Data provided:
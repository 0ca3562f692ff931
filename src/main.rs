// SPDX-License-Identifier: AGPL-3.0-or-later
//
// Copyright (C) 2026 Relational Network

use std::net::SocketAddr;

use tracing_subscriber::EnvFilter;

use koru_wallet_server::{
    api::router,
    config::ServerConfig,
    ledger::LedgerDb,
    providers::paystack::{PaystackClient, DEFAULT_BASE_URL},
    state::AppState,
};

#[tokio::main]
async fn main() -> Result<(), Box<dyn std::error::Error + Send + Sync>> {
    let config = ServerConfig::from_env()?;

    let filter = EnvFilter::try_from_default_env()
        .unwrap_or_else(|_| EnvFilter::new("info,tower_http=debug"));
    if config.log_format == "json" {
        tracing_subscriber::fmt().json().with_env_filter(filter).init();
    } else {
        tracing_subscriber::fmt().with_env_filter(filter).init();
    }

    let db_path = std::path::Path::new(&config.data_dir).join("ledger.redb");
    let ledger = LedgerDb::open(&db_path)?;
    tracing::info!(path = %db_path.display(), "opened ledger database");

    let base_url = config
        .paystack_base_url
        .clone()
        .unwrap_or_else(|| DEFAULT_BASE_URL.to_string());
    let paystack = PaystackClient::new(config.paystack_secret_key.clone(), base_url)?;

    let app = router(AppState::new(ledger, paystack));

    let addr: SocketAddr = config.bind_addr().parse()?;
    let listener = tokio::net::TcpListener::bind(addr).await?;
    tracing::info!("Koru wallet server listening on http://{addr}");

    axum::serve(listener, app)
        .with_graceful_shutdown(shutdown_signal())
        .await?;

    Ok(())
}

async fn shutdown_signal() {
    if let Err(err) = tokio::signal::ctrl_c().await {
        tracing::error!("failed to listen for shutdown signal: {err}");
        return;
    }
    tracing::info!("shutdown signal received");
}
// SPDX-License-Identifier: AGPL-3.0-or-later
//
// Copyright (C) 2026 Relational Network

//! Fixed-point money type.
//!
//! Balances and transaction amounts are integer counts of the currency's
//! minor unit (kobo). Major-unit decimals exist only at system boundaries:
//! API requests/responses and provider calls. Arithmetic never touches
//! floating point.

use std::fmt;

use serde::{Deserialize, Serialize};

/// An amount of money in minor units (kobo).
///
/// Serializes as the raw minor-unit integer; use [`Money::to_major_string`]
/// when a client-facing decimal representation is needed.
#[derive(
    Debug, Clone, Copy, PartialEq, Eq, PartialOrd, Ord, Default, Serialize, Deserialize,
)]
#[serde(transparent)]
pub struct Money(i64);

/// Minor units per major unit (kobo per naira).
const MINOR_PER_MAJOR: i64 = 100;

#[derive(Debug, thiserror::Error, PartialEq, Eq)]
pub enum MoneyError {
    #[error("amount must be a valid positive number")]
    Invalid,

    #[error("amount must have at most 2 decimal places")]
    TooManyDecimals,

    #[error("amount is too large")]
    Overflow,
}

impl Money {
    pub const ZERO: Money = Money(0);

    /// Wrap a raw minor-unit count. Negative values are allowed here so the
    /// ledger can reject them with its own invariant checks.
    pub const fn from_minor(minor: i64) -> Self {
        Self(minor)
    }

    pub const fn minor_units(self) -> i64 {
        self.0
    }

    pub const fn is_positive(self) -> bool {
        self.0 > 0
    }

    /// Convert a client-supplied major-unit number to minor units, rounding
    /// half away from zero. Rejects negative, zero-handling left to callers.
    pub fn from_major_f64(major: f64) -> Result<Self, MoneyError> {
        if !major.is_finite() || major < 0.0 {
            return Err(MoneyError::Invalid);
        }
        let minor = (major * MINOR_PER_MAJOR as f64).round();
        if minor > i64::MAX as f64 {
            return Err(MoneyError::Overflow);
        }
        Ok(Self(minor as i64))
    }

    /// Parse a major-unit decimal string (`"25.50"`, `"7"`, `"0.5"`) into
    /// minor units. At most 2 fraction digits, no sign, digits only.
    pub fn parse_major(input: &str) -> Result<Self, MoneyError> {
        let trimmed = input.trim();
        if trimmed.is_empty() {
            return Err(MoneyError::Invalid);
        }

        let parts: Vec<&str> = trimmed.split('.').collect();
        if parts.len() > 2 {
            return Err(MoneyError::Invalid);
        }

        let whole_part = parts[0];
        if whole_part.is_empty() || !whole_part.chars().all(|c| c.is_ascii_digit()) {
            return Err(MoneyError::Invalid);
        }
        let whole = whole_part.parse::<i64>().map_err(|_| MoneyError::Overflow)?;

        let fraction_part = if parts.len() == 2 { parts[1] } else { "" };
        if !fraction_part.chars().all(|c| c.is_ascii_digit()) {
            return Err(MoneyError::Invalid);
        }
        if fraction_part.len() > 2 {
            return Err(MoneyError::TooManyDecimals);
        }

        let fraction = match fraction_part.len() {
            0 => 0,
            1 => fraction_part.parse::<i64>().map_err(|_| MoneyError::Invalid)? * 10,
            _ => fraction_part.parse::<i64>().map_err(|_| MoneyError::Invalid)?,
        };

        whole
            .checked_mul(MINOR_PER_MAJOR)
            .and_then(|base| base.checked_add(fraction))
            .map(Self)
            .ok_or(MoneyError::Overflow)
    }

    /// Major-unit decimal string with exactly 2 fraction digits.
    pub fn to_major_string(self) -> String {
        let sign = if self.0 < 0 { "-" } else { "" };
        let abs = self.0.unsigned_abs();
        format!("{sign}{}.{:02}", abs / 100, abs % 100)
    }

    pub fn checked_add(self, other: Money) -> Option<Money> {
        self.0.checked_add(other.0).map(Money)
    }

    pub fn checked_sub(self, other: Money) -> Option<Money> {
        self.0.checked_sub(other.0).map(Money)
    }
}

impl fmt::Display for Money {
    fn fmt(&self, f: &mut fmt::Formatter<'_>) -> fmt::Result {
        write!(f, "{}", self.to_major_string())
    }
}

#[cfg(test)]
mod tests {
    use super::*;

    #[test]
    fn parse_major_converts_to_minor_units() {
        assert_eq!(Money::parse_major("25.5").unwrap(), Money::from_minor(2550));
        assert_eq!(Money::parse_major("25.50").unwrap(), Money::from_minor(2550));
        assert_eq!(Money::parse_major("7").unwrap(), Money::from_minor(700));
        assert_eq!(Money::parse_major("0.05").unwrap(), Money::from_minor(5));
        assert_eq!(Money::parse_major("0").unwrap(), Money::ZERO);
    }

    #[test]
    fn parse_major_rejects_garbage() {
        assert_eq!(Money::parse_major(""), Err(MoneyError::Invalid));
        assert_eq!(Money::parse_major("abc"), Err(MoneyError::Invalid));
        assert_eq!(Money::parse_major("1.2.3"), Err(MoneyError::Invalid));
        assert_eq!(Money::parse_major("-5"), Err(MoneyError::Invalid));
        assert_eq!(Money::parse_major(".5"), Err(MoneyError::Invalid));
        assert_eq!(Money::parse_major("1.234"), Err(MoneyError::TooManyDecimals));
    }

    #[test]
    fn parse_major_rejects_overflow() {
        assert_eq!(
            Money::parse_major("99999999999999999999"),
            Err(MoneyError::Overflow)
        );
    }

    #[test]
    fn from_major_f64_rounds_to_nearest_minor_unit() {
        assert_eq!(Money::from_major_f64(50.0).unwrap(), Money::from_minor(5000));
        assert_eq!(Money::from_major_f64(0.025).unwrap(), Money::from_minor(3));
        assert_eq!(Money::from_major_f64(10.004).unwrap(), Money::from_minor(1000));
    }

    #[test]
    fn from_major_f64_rejects_negative_and_non_finite() {
        assert_eq!(Money::from_major_f64(-1.0), Err(MoneyError::Invalid));
        assert_eq!(Money::from_major_f64(f64::NAN), Err(MoneyError::Invalid));
        assert_eq!(Money::from_major_f64(f64::INFINITY), Err(MoneyError::Invalid));
    }

    #[test]
    fn major_string_always_has_two_fraction_digits() {
        assert_eq!(Money::from_minor(5000).to_major_string(), "50.00");
        assert_eq!(Money::from_minor(2).to_major_string(), "0.02");
        assert_eq!(Money::from_minor(12345).to_major_string(), "123.45");
        assert_eq!(Money::from_minor(-150).to_major_string(), "-1.50");
    }

    #[test]
    fn major_round_trip_preserves_amount() {
        let original = Money::parse_major("5000.00").unwrap();
        assert_eq!(original.minor_units(), 500_000);
        assert_eq!(Money::parse_major(&original.to_major_string()).unwrap(), original);
    }

    #[test]
    fn checked_arithmetic_catches_overflow() {
        let max = Money::from_minor(i64::MAX);
        assert!(max.checked_add(Money::from_minor(1)).is_none());
        assert_eq!(
            Money::from_minor(1000).checked_sub(Money::from_minor(400)),
            Some(Money::from_minor(600))
        );
    }
}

How to complete this task: Within the material, find all lines that hold the word "number" and show them.

Exercise result:
    #[error("amount must be a valid positive number")]
    /// Convert a client-supplied major-unit number to minor units, rounding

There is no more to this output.